Showell30 at aol.com Showell30 at aol.com
Tue Oct 24 10:59:17 CDT 2000


Since Jason has opened up the topic of Perl and HTML, I will throw my two 
cents in.  

I am working on a project where I have a bunch of web pages with 
family/vacation photos that I need to tie together, giving them common 
look-and-feel, common table of contents, etc.

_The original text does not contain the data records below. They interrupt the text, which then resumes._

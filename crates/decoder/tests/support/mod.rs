//! Scripted decode engine for driving sessions without a GPU.
//!
//! Packets are tiny scripts rather than real bitstreams:
//!
//! - `[SEQ, w_hi, w_lo, h_hi, h_lo, bit_depth]` fires a sequence event.
//! - `[PIC]` decodes the next picture and displays it at the packet's
//!   timestamp.
//! - `[PIC, delay]` decodes a picture but holds its display until `delay`
//!   more pictures have been decoded (reordering).
//! - anything else is swallowed, like a parameter set.
//!
//! End of stream flushes every held picture, then fires the end-of-stream
//! display event.

#![allow(dead_code)]

use std::collections::VecDeque;
use std::sync::Arc;

use parking_lot::Mutex;

use nvb_common::{ChromaFormat, HwCallError, ParserTicks, Resolution, VideoCodec};
use nvb_decoder::engine::{
    DecodeStatus, DecoderCaps, DecoderCreateParams, DeviceProvider, DisplayInfo, HwDevice,
    HwVideoDecoder, MappedSurface, ParserEvents, ParserParams, PictureParams, ReconfigureParams,
    SourcePacket, VideoFormat, VideoParser,
};
use nvb_gpu_hal::PitchedCopy;

pub const SEQ: u8 = 0xA0;
pub const PIC: u8 = 0xB0;

/// Chroma bytes written into every surface's interleaved plane.
pub const CB: u8 = 0x80;
pub const CR: u8 = 0x90;

pub fn sequence(width: u16, height: u16) -> Vec<u8> {
    sequence_with_depth(width, height, 8)
}

pub fn sequence_with_depth(width: u16, height: u16, bit_depth: u8) -> Vec<u8> {
    let [w_hi, w_lo] = width.to_be_bytes();
    let [h_hi, h_lo] = height.to_be_bytes();
    vec![SEQ, w_hi, w_lo, h_hi, h_lo, bit_depth]
}

pub fn picture() -> Vec<u8> {
    vec![PIC]
}

pub fn delayed_picture(delay: u8) -> Vec<u8> {
    vec![PIC, delay]
}

/// Luma byte the scripted decoder writes for `picture_index`.
pub fn luma_for(picture_index: i32) -> u8 {
    0x10 + picture_index as u8
}

/// Every hardware call the engine saw.
#[derive(Debug, Default)]
pub struct Calls {
    pub caps_queries: usize,
    pub created: Vec<DecoderCreateParams>,
    pub reconfigured: Vec<ReconfigureParams>,
    pub decoded: Vec<i32>,
    pub mapped: Vec<i32>,
    pub unmapped: usize,
    pub end_of_stream: usize,
}

impl Calls {
    /// Calls that reach the decoder hardware.
    pub fn hardware_calls(&self) -> usize {
        self.caps_queries
            + self.created.len()
            + self.reconfigured.len()
            + self.decoded.len()
            + self.mapped.len()
            + self.unmapped
    }
}

// ---------------------------------------------------------------------------
// Provider / device
// ---------------------------------------------------------------------------

pub struct ScriptedProvider {
    pub calls: Arc<Mutex<Calls>>,
    pub max: Resolution,
}

impl ScriptedProvider {
    pub fn new(max: Resolution) -> Self {
        Self {
            calls: Arc::new(Mutex::new(Calls::default())),
            max,
        }
    }
}

impl DeviceProvider for ScriptedProvider {
    fn device_count(&self) -> Result<usize, HwCallError> {
        Ok(1)
    }

    fn device_name(&self, ordinal: usize) -> Result<String, HwCallError> {
        Ok(format!("Scripted GPU {ordinal}"))
    }

    fn open(&self, ordinal: usize) -> Result<Arc<dyn HwDevice>, HwCallError> {
        Ok(Arc::new(ScriptedDevice {
            ordinal,
            name: format!("Scripted GPU {ordinal}"),
            calls: self.calls.clone(),
            max: self.max,
        }))
    }
}

struct ScriptedDevice {
    ordinal: usize,
    name: String,
    calls: Arc<Mutex<Calls>>,
    max: Resolution,
}

impl HwDevice for ScriptedDevice {
    fn ordinal(&self) -> usize {
        self.ordinal
    }

    fn name(&self) -> &str {
        &self.name
    }

    fn decoder_caps(
        &self,
        _codec: VideoCodec,
        chroma: ChromaFormat,
        bit_depth: u8,
    ) -> Result<DecoderCaps, HwCallError> {
        self.calls.lock().caps_queries += 1;
        Ok(DecoderCaps {
            supported: chroma == ChromaFormat::Yuv420 && bit_depth <= 12,
            max: self.max,
            max_macroblocks: self.max.macroblocks(),
            min: Resolution::new(16, 16),
        })
    }

    fn create_decoder(
        &self,
        params: &DecoderCreateParams,
    ) -> Result<Arc<dyn HwVideoDecoder>, HwCallError> {
        self.calls.lock().created.push(params.clone());
        let bps = if params.bit_depth_luma > 8 { 2 } else { 1 };
        Ok(Arc::new(ScriptedDecoder {
            calls: self.calls.clone(),
            pitch: params.max.width as usize * 2,
            bytes_per_sample: bps,
            target: Mutex::new(params.target),
            mapped: Mutex::new(Vec::new()),
        }))
    }

    fn create_parser(
        &self,
        params: &ParserParams,
        events: Arc<dyn ParserEvents>,
    ) -> Result<Box<dyn VideoParser>, HwCallError> {
        Ok(Box::new(ScriptedParser {
            codec: params.codec,
            events,
            calls: self.calls.clone(),
            next_index: 0,
            held: VecDeque::new(),
        }))
    }
}

// ---------------------------------------------------------------------------
// Decoder
// ---------------------------------------------------------------------------

struct ScriptedDecoder {
    calls: Arc<Mutex<Calls>>,
    pitch: usize,
    bytes_per_sample: usize,
    target: Mutex<Resolution>,
    /// Host images of the currently mapped surfaces.
    mapped: Mutex<Vec<(i32, Vec<u8>)>>,
}

impl ScriptedDecoder {
    fn render(&self, picture_index: i32) -> Vec<u8> {
        let height = self.target.lock().height as usize;
        let chroma_rows = height.div_ceil(2);
        let mut surface = vec![luma_for(picture_index); self.pitch * (height + chroma_rows)];
        for row in surface[self.pitch * height..].chunks_mut(self.pitch) {
            for pair in row.chunks_exact_mut(2 * self.bytes_per_sample) {
                let (cb, cr) = pair.split_at_mut(self.bytes_per_sample);
                cb.fill(CB);
                cr.fill(CR);
            }
        }
        surface
    }
}

impl HwVideoDecoder for ScriptedDecoder {
    fn decode_picture(&self, params: &mut PictureParams) -> Result<(), HwCallError> {
        self.calls.lock().decoded.push(params.picture_index());
        Ok(())
    }

    fn reconfigure(&self, params: &ReconfigureParams) -> Result<(), HwCallError> {
        self.calls.lock().reconfigured.push(params.clone());
        *self.target.lock() = params.target;
        Ok(())
    }

    fn decode_status(&self, _picture_index: i32) -> Result<DecodeStatus, HwCallError> {
        Ok(DecodeStatus::Success)
    }

    fn map(&self, info: &DisplayInfo) -> Result<MappedSurface, HwCallError> {
        self.calls.lock().mapped.push(info.picture_index);
        self.mapped
            .lock()
            .push((info.picture_index, self.render(info.picture_index)));
        Ok(MappedSurface {
            device_ptr: 0x1000 + info.picture_index as u64,
            pitch: self.pitch,
            picture_index: info.picture_index,
        })
    }

    fn unmap(&self, surface: MappedSurface) -> Result<(), HwCallError> {
        self.calls.lock().unmapped += 1;
        self.mapped
            .lock()
            .retain(|(index, _)| *index != surface.picture_index);
        Ok(())
    }

    fn push_context(&self) -> Result<(), HwCallError> {
        Ok(())
    }

    fn pop_context(&self) -> Result<(), HwCallError> {
        Ok(())
    }

    fn copy_to_host(
        &self,
        surface: &MappedSurface,
        row_offset: usize,
        copy: PitchedCopy,
        dst: &mut [u8],
    ) -> Result<(), HwCallError> {
        let mapped = self.mapped.lock();
        let (_, image) = mapped
            .iter()
            .find(|(index, _)| *index == surface.picture_index)
            .ok_or_else(|| HwCallError::new("copy_to_host", "surface not mapped"))?;
        copy.copy_host(&image[row_offset * surface.pitch..], dst)
            .map_err(|e| HwCallError::new("copy_to_host", e.to_string()))
    }

    fn synchronize(&self) -> Result<(), HwCallError> {
        Ok(())
    }
}

// ---------------------------------------------------------------------------
// Parser
// ---------------------------------------------------------------------------

struct ScriptedParser {
    codec: VideoCodec,
    events: Arc<dyn ParserEvents>,
    calls: Arc<Mutex<Calls>>,
    next_index: i32,
    /// Pictures decoded but not yet displayed: `(remaining, info)`.
    held: VecDeque<(u8, DisplayInfo)>,
}

impl ScriptedParser {
    fn display(&self, info: &DisplayInfo) -> Result<(), HwCallError> {
        if self.events.on_display(Some(info)) {
            Ok(())
        } else {
            Err(HwCallError::new("display callback", "rejected"))
        }
    }

    fn release_due(&mut self) -> Result<(), HwCallError> {
        for (remaining, _) in &mut self.held {
            *remaining = remaining.saturating_sub(1);
        }
        while self.held.front().is_some_and(|(remaining, _)| *remaining == 0) {
            if let Some((_, info)) = self.held.pop_front() {
                self.display(&info)?;
            }
        }
        Ok(())
    }
}

impl VideoParser for ScriptedParser {
    fn parse(&mut self, packet: &SourcePacket<'_>) -> Result<(), HwCallError> {
        if packet.end_of_stream {
            while let Some((_, info)) = self.held.pop_front() {
                self.display(&info)?;
            }
            self.calls.lock().end_of_stream += 1;
            self.events.on_display(None);
            return Ok(());
        }

        let timestamp = packet.timestamp.unwrap_or(ParserTicks::ZERO);
        match packet.data {
            [SEQ, w_hi, w_lo, h_hi, h_lo, depth] => {
                let coded = Resolution::new(
                    u32::from(u16::from_be_bytes([*w_hi, *w_lo])),
                    u32::from(u16::from_be_bytes([*h_hi, *h_lo])),
                );
                let format = VideoFormat::new(self.codec, coded).with_bit_depth(*depth, *depth);
                if self.events.on_sequence(&format).code() == 0 {
                    return Err(HwCallError::new("sequence callback", "rejected"));
                }
            }
            [PIC, rest @ ..] => {
                let index = self.next_index;
                self.next_index = (self.next_index + 1) % 32;
                if !self.events.on_decode(&mut PictureParams::new(index)) {
                    return Err(HwCallError::new("decode callback", "rejected"));
                }
                let info = DisplayInfo::progressive(index, timestamp);
                let delay = rest.first().copied().unwrap_or(0);
                self.release_due()?;
                if delay == 0 && self.held.is_empty() {
                    self.display(&info)?;
                } else {
                    self.held.push_back((delay.max(1), info));
                }
            }
            _ => {}
        }
        Ok(())
    }
}
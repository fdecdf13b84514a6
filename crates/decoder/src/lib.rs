//! `nvb-decoder`: Push-to-pull bridge between NVDEC and a frame consumer.
//!
//! The NVDEC parser delivers sequence, decode, and display events through
//! callbacks fired from inside its parse call. This crate turns those events
//! into a pull-style API: submit compressed packets, then fetch and release
//! planar YUV 4:2:0 pictures from a fixed handoff ring.
//!
//! # Architecture
//!
//! - [`engine`]: Traits the session uses to reach the hardware
//! - [`session`]: [`DecodeSession`]: event handling, negotiation, handoff
//! - [`manager`]: [`SessionFactory`]: device probing and session creation
//! - [`format`]: Stream format negotiation and reconfigure planning
//! - [`ring`] / [`picture`]: Handoff ring and the picture pool behind it
//! - [`convert`]: Semi-planar surface to planar picture conversion
//! - [`deferred`] / [`surfaces`]: Per-packet tags and decode-surface sizing
//! - [`nvdec`]: nvcuvid bindings and the NVDEC engine (`nvdec` feature)
//!
//! ## Usage
//!
//! ```ignore
//! use nvb_common::{CompressedPacket, SessionConfig, VideoCodec, WallClockMs};
//! use nvb_decoder::SessionFactory;
//!
//! let factory = SessionFactory::nvdec()?;
//! let session = factory.create_session(&SessionConfig::new(VideoCodec::H264))?;
//!
//! for (data, ms) in access_units {
//!     if session.submit(&CompressedPacket::new(data, WallClockMs(ms)))? {
//!         if let Some(picture) = session.fetch() {
//!             consume(picture.y(), picture.u(), picture.v());
//!             picture.release()?;
//!         }
//!     }
//! }
//! session.drain()?;
//! ```

pub mod convert;
pub mod deferred;
pub mod engine;
pub mod format;
pub mod manager;
pub mod nvdec;
pub mod picture;
pub mod ring;
pub mod session;
pub mod surfaces;

pub use engine::{DeviceProvider, HwDevice, HwVideoDecoder, ParserEvents, VideoParser};
pub use format::{NegotiatedFormat, OutputGeometry};
pub use manager::SessionFactory;
pub use picture::PictureBuffer;
pub use session::{DecodeSession, PictureLease, SessionStats};
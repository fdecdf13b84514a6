//! Bounded handoff ring between the display callback and the consumer.
//!
//! The ring hands out indices into the picture pool; it never owns or copies
//! picture data. Occupancy is counted explicitly, so a full ring and an empty
//! ring are never confused even though both cursors may sit on the same slot.

use nvb_common::DecodeError;

/// Fixed-capacity slot allocator with FIFO read order.
#[derive(Clone, Debug)]
pub struct HandoffRing {
    capacity: usize,
    occupied: usize,
    /// Most recently written slot; `None` before the first write.
    write_cursor: Option<usize>,
    /// Most recently read slot; `None` before the first read.
    read_cursor: Option<usize>,
}

impl HandoffRing {
    /// # Panics
    ///
    /// Panics if `capacity` is 0.
    pub fn new(capacity: usize) -> Self {
        assert!(capacity > 0, "ring capacity must be > 0");
        Self {
            capacity,
            occupied: 0,
            write_cursor: None,
            read_cursor: None,
        }
    }

    /// Claim the next slot for a freshly decoded picture.
    pub fn write(&mut self) -> Result<usize, DecodeError> {
        if self.occupied == self.capacity {
            return Err(DecodeError::Overflow);
        }
        let slot = self.advance(self.write_cursor);
        self.write_cursor = Some(slot);
        self.occupied += 1;
        Ok(slot)
    }

    /// Free the oldest outstanding slot.
    pub fn read(&mut self) -> Result<usize, DecodeError> {
        if self.occupied == 0 {
            return Err(DecodeError::Underflow);
        }
        let slot = self.advance(self.read_cursor);
        self.read_cursor = Some(slot);
        self.occupied -= 1;
        Ok(slot)
    }

    /// Slot written last, without consuming anything.
    pub fn peek_latest_written(&self) -> Option<usize> {
        self.write_cursor
    }

    pub fn is_empty(&self) -> bool {
        self.occupied == 0
    }

    pub fn is_full(&self) -> bool {
        self.occupied == self.capacity
    }

    /// Forget every outstanding slot.
    pub fn reset(&mut self) {
        self.occupied = 0;
        self.write_cursor = None;
        self.read_cursor = None;
    }

    pub fn len(&self) -> usize {
        self.occupied
    }

    pub fn capacity(&self) -> usize {
        self.capacity
    }

    fn advance(&self, cursor: Option<usize>) -> usize {
        cursor.map_or(0, |c| (c + 1) % self.capacity)
    }
}
/// Matches `CUVIDPARSERPARAMS`.
#[repr(C)]
pub struct CuvidParserParams {
    pub codec_type: CudaVideoCodec,
    pub max_num_decode_surfaces: u32,
    /// Timestamp clock in Hz; 0 selects 10 MHz.
    pub clock_rate: u32,
    /// Percentage of corrupted macroblocks tolerated before a picture is dropped.
    pub error_threshold: u32,
    pub max_display_delay: u32,
    /// `bAnnexb`/`bMemoryOptimize` bit fields followed by `uReserved1[4]`.
    pub reserved1: [u32; 5],
    pub user_data: *mut c_void,
    pub pfn_sequence_callback: Option<PfnCuvidSequenceCallback>,
    pub pfn_decode_picture: Option<PfnCuvidDecodePicture>,
    pub pfn_display_picture: Option<PfnCuvidDisplayPicture>,
    pub pfn_get_operating_point: Option<PfnCuvidGetOperatingPoint>,
    pub pfn_get_sei_msg: Option<PfnCuvidGetSeiMsg>,
    pub reserved2: [*mut c_void; 5],
    /// CUVIDEOFORMATEX*; null when the stream carries its own headers.
    pub ext_video_info: *mut c_void,
}

impl Default for CuvidParserParams {
    fn default() -> Self {
        // SAFETY: All-zeros is valid: function pointers become None,
        // raw pointers become null.
        unsafe { std::mem::zeroed() }
    }
}

/// Matches `CUVIDPARSERDISPINFO`.
#[repr(C)]
#[derive(Clone, Debug, Default)]
pub struct CuvidParserDispInfo {
    pub picture_index: i32,
    pub progressive_frame: i32,
    pub top_field_first: i32,
    pub repeat_first_field: i32,
    pub timestamp: i64,
}

/// Matches `CUVIDSOURCEDATAPACKET`.
#[repr(C)]
pub struct CuvidSourceDataPacket {
    /// See [`packet_flags`].
    pub flags: c_ulong,
    pub payload_size: c_ulong,
    pub payload: *const u8,
    pub timestamp: i64,
}

// ---------------------------------------------------------------------------
// Dynamic library wrapper
// ---------------------------------------------------------------------------

/// Dynamically loaded nvcuvid library with typed function pointers.
#[allow(non_snake_case)]
pub struct NvcuvidLibrary {
    /// Keeps the symbols below valid.
    _lib: Library,

    pub cuvidGetDecoderCaps: unsafe extern "C" fn(caps: *mut CuvidDecodeCaps) -> CUresult,
    pub cuvidCreateDecoder: unsafe extern "C" fn(
        decoder: *mut CUvideodecoder,
        params: *mut CuvidDecodeCreateInfo,
    ) -> CUresult,
    pub cuvidReconfigureDecoder: unsafe extern "C" fn(
        decoder: CUvideodecoder,
        params: *mut CuvidReconfigureDecoderInfo,
    ) -> CUresult,
    pub cuvidDestroyDecoder: unsafe extern "C" fn(decoder: CUvideodecoder) -> CUresult,
    pub cuvidDecodePicture:
        unsafe extern "C" fn(decoder: CUvideodecoder, params: *mut CuvidPicParams) -> CUresult,
    pub cuvidGetDecodeStatus: unsafe extern "C" fn(
        decoder: CUvideodecoder,
        pic_idx: i32,
        status: *mut CuvidGetDecodeStatus,
    ) -> CUresult,
    pub cuvidMapVideoFrame64: unsafe extern "C" fn(
        decoder: CUvideodecoder,
        pic_idx: i32,
        dev_ptr: *mut CUdeviceptr,
        pitch: *mut u32,
        params: *mut CuvidProcParams,
    ) -> CUresult,
    pub cuvidUnmapVideoFrame64:
        unsafe extern "C" fn(decoder: CUvideodecoder, dev_ptr: CUdeviceptr) -> CUresult,

    pub cuvidCreateVideoParser: unsafe extern "C" fn(
        parser: *mut CUvideoparser,
        params: *mut CuvidParserParams,
    ) -> CUresult,
    pub cuvidDestroyVideoParser: unsafe extern "C" fn(parser: CUvideoparser) -> CUresult,
    pub cuvidParseVideoData:
        unsafe extern "C" fn(parser: CUvideoparser, packet: *mut CuvidSourceDataPacket) -> CUresult,
}

// SAFETY: the function pointers refer to driver entry points that may be
// called from any thread; `_lib` keeps them loaded.
unsafe impl Send for NvcuvidLibrary {}
unsafe impl Sync for NvcuvidLibrary {}

impl std::fmt::Debug for NvcuvidLibrary {
    fn fmt(&self, f: &mut std::fmt::Formatter<'_>) -> std::fmt::Result {
        f.debug_struct("NvcuvidLibrary")
            .field("loaded", &true)
            .finish()
    }
}

/// Copy one symbol out of `lib`.
///
/// # Safety
///
/// `T` must match the C signature of `name`.
unsafe fn symbol<T: Copy>(lib: &Library, name: &'static [u8]) -> Result<T, NvcuvidLoadError> {
    lib.get::<T>(name).map(|sym| *sym).map_err(|e| {
        let printable = String::from_utf8_lossy(name.strip_suffix(b"\0").unwrap_or(name));
        NvcuvidLoadError::SymbolNotFound(format!("{printable}: {e}"))
    })
}

impl NvcuvidLibrary {
    /// Load the nvcuvid library from the default system path.
    pub fn load() -> Result<Self, NvcuvidLoadError> {
        let lib_name = Self::library_name();
        info!(library = %lib_name, "Loading NVDEC library");

        // SAFETY: loading the NVIDIA driver's video library runs no
        // initialisers beyond registering its entry points.
        let lib = unsafe { Library::new(lib_name) }.map_err(|e| {
            NvcuvidLoadError::LibraryNotFound(format!(
                "Failed to load {lib_name}: {e}. Is the NVIDIA driver installed?"
            ))
        })?;

        // SAFETY: every signature below matches the SDK headers. The copied
        // function pointers stay valid because `lib` moves into `Self`.
        unsafe {
            let loaded = Self {
                cuvidGetDecoderCaps: symbol(&lib, b"cuvidGetDecoderCaps\0")?,
                cuvidCreateDecoder: symbol(&lib, b"cuvidCreateDecoder\0")?,
                cuvidReconfigureDecoder: symbol(&lib, b"cuvidReconfigureDecoder\0")?,
                cuvidDestroyDecoder: symbol(&lib, b"cuvidDestroyDecoder\0")?,
                cuvidDecodePicture: symbol(&lib, b"cuvidDecodePicture\0")?,
                cuvidGetDecodeStatus: symbol(&lib, b"cuvidGetDecodeStatus\0")?,
                cuvidMapVideoFrame64: symbol(&lib, b"cuvidMapVideoFrame64\0")?,
                cuvidUnmapVideoFrame64: symbol(&lib, b"cuvidUnmapVideoFrame64\0")?,
                cuvidCreateVideoParser: symbol(&lib, b"cuvidCreateVideoParser\0")?,
                cuvidDestroyVideoParser: symbol(&lib, b"cuvidDestroyVideoParser\0")?,
                cuvidParseVideoData: symbol(&lib, b"cuvidParseVideoData\0")?,
                _lib: lib,
            };
            debug!("All NVDEC symbols loaded successfully");
            Ok(loaded)
        }
    }

    fn library_name() -> &'static str {
        if cfg!(target_os = "windows") {
            "nvcuvid.dll"
        } else if cfg!(target_os = "linux") {
            "libnvcuvid.so.1"
        } else {
            "libnvcuvid.so"
        }
    }
}
//! Geometry of 2D pitched copies between row-strided buffers.
//!
//! A [`PitchedCopy`] describes the same rectangle the CUDA driver's
//! `cuMemcpy2D` moves: `rows` rows of `width_bytes` bytes, read every
//! `src_pitch` bytes and written every `dst_pitch` bytes. The host-side
//! [`PitchedCopy::copy_host`] is the reference implementation used when both
//! ends are in host memory.

use thiserror::Error;

/// Errors from validating a pitched copy against its buffers.
#[derive(Error, Debug, Clone, PartialEq, Eq)]
pub enum CopyError {
    #[error("Row width {width_bytes} exceeds {side} pitch {pitch}")]
    WidthExceedsPitch {
        side: &'static str,
        width_bytes: usize,
        pitch: usize,
    },

    #[error("{side} buffer too small: need {needed} bytes, got {got}")]
    BufferTooSmall {
        side: &'static str,
        needed: usize,
        got: usize,
    },
}

/// A 2D rectangle copy between two pitched buffers.
#[derive(Copy, Clone, Debug, PartialEq, Eq)]
pub struct PitchedCopy {
    pub width_bytes: usize,
    pub rows: usize,
    pub src_pitch: usize,
    pub dst_pitch: usize,
}

impl PitchedCopy {
    pub fn new(width_bytes: usize, rows: usize, src_pitch: usize, dst_pitch: usize) -> Self {
        Self {
            width_bytes,
            rows,
            src_pitch,
            dst_pitch,
        }
    }

    /// Bytes the copy touches in the source, from its first byte.
    pub fn src_extent(&self) -> usize {
        extent(self.rows, self.src_pitch, self.width_bytes)
    }

    /// Bytes the copy touches in the destination, from its first byte.
    pub fn dst_extent(&self) -> usize {
        extent(self.rows, self.dst_pitch, self.width_bytes)
    }

    /// Check pitches and buffer sizes before any bytes move.
    pub fn validate(&self, src_len: usize, dst_len: usize) -> Result<(), CopyError> {
        if self.width_bytes > self.src_pitch {
            return Err(CopyError::WidthExceedsPitch {
                side: "source",
                width_bytes: self.width_bytes,
                pitch: self.src_pitch,
            });
        }
        if self.width_bytes > self.dst_pitch {
            return Err(CopyError::WidthExceedsPitch {
                side: "destination",
                width_bytes: self.width_bytes,
                pitch: self.dst_pitch,
            });
        }
        if src_len < self.src_extent() {
            return Err(CopyError::BufferTooSmall {
                side: "source",
                needed: self.src_extent(),
                got: src_len,
            });
        }
        if dst_len < self.dst_extent() {
            return Err(CopyError::BufferTooSmall {
                side: "destination",
                needed: self.dst_extent(),
                got: dst_len,
            });
        }
        Ok(())
    }

    /// Copy between two host buffers.
    pub fn copy_host(&self, src: &[u8], dst: &mut [u8]) -> Result<(), CopyError> {
        self.validate(src.len(), dst.len())?;
        if self.width_bytes == 0 {
            return Ok(());
        }
        for (src_row, dst_row) in src
            .chunks(self.src_pitch)
            .zip(dst.chunks_mut(self.dst_pitch))
            .take(self.rows)
        {
            dst_row[..self.width_bytes].copy_from_slice(&src_row[..self.width_bytes]);
        }
        Ok(())
    }
}

fn extent(rows: usize, pitch: usize, width_bytes: usize) -> usize {
    if rows == 0 || width_bytes == 0 {
        0
    } else {
        (rows - 1) * pitch + width_bytes
    }
}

I considered a template approach, and decided against it for a a couple 
reasons:

1) If your template solution does not have an "include" feature, it can be 
difficult to reuse HTML.
2) If you do use the "include" feature, you can quickly have a bunch of files 
hanging around, which gets to be a mess after a while.  
3) I've done template solutions before that were ugly (non-Perl, though).
4) I think of data first, presentation second, so templates just seemed wrong 
for my coding psychology.
5) This is a personal project, so I can afford to be lazy and wrong about it. 
;)

Anyway, I decided to use HTML::Subs and HTML::Entities instead.  I have found 
those to be very smooth sailing.  Here is what I like:

1) Code is prettier -- no matching of start and end tags (although some would 
argue matching parens is just as bad).
2) Reuse scheme is more Perlish to me.  If I have a cool way of laying out a 
table, I share it by making a subroutine to return the table widget, whereas 
a template solution might lend itself to having an include file.
3) My approach does not preclude templates in the future.  I do 90% of my 
HTML through Perl subroutines, but sometimes it's easier just to code up a 
little raw HTML, and I either do that as a here document, or I slurp it in 
from a file, and then I use HTML::TreeBuilder to stick it into my 
HTML::Entities tree.  

Having said all this, I must say that a friend of mine has done a very 
similar project w/posting photos to the web, and he went the template 
approach.  He went with (gasp) ASP, and I must say, his code looks pretty 
clean and maintainable.  Also, at the last SPUG meeting, the slashcode guy 
says that they have been happy with the template solution.  Even so, I am 
content with my non-templates solution.

If you do go the Subs/Entities route, here are some headaches that you might 
encounter:

1) Tr for table rows can trip you up, if you don't realize it's a reserved 
word in Perl.  This is well documented, but I got tripped up on it any way.
2) It seems hard to get &nbsp's into the page, without them being 
overtranslated.  The workaround is easy, though.
3) Mixing raw HTML into the Subs/Entities data structure was tough for me at 
first.  In the end, I wrote like a three line function that used TreeBuilder 
to solve the problem, but I wish this had been documented better, or if there 
is an even simpler way, I wish it were documented more clearly.

One last thought for Jason -- check out the Data::Locations module.  Even if 
you don't use it for HTML, it's great food for thought.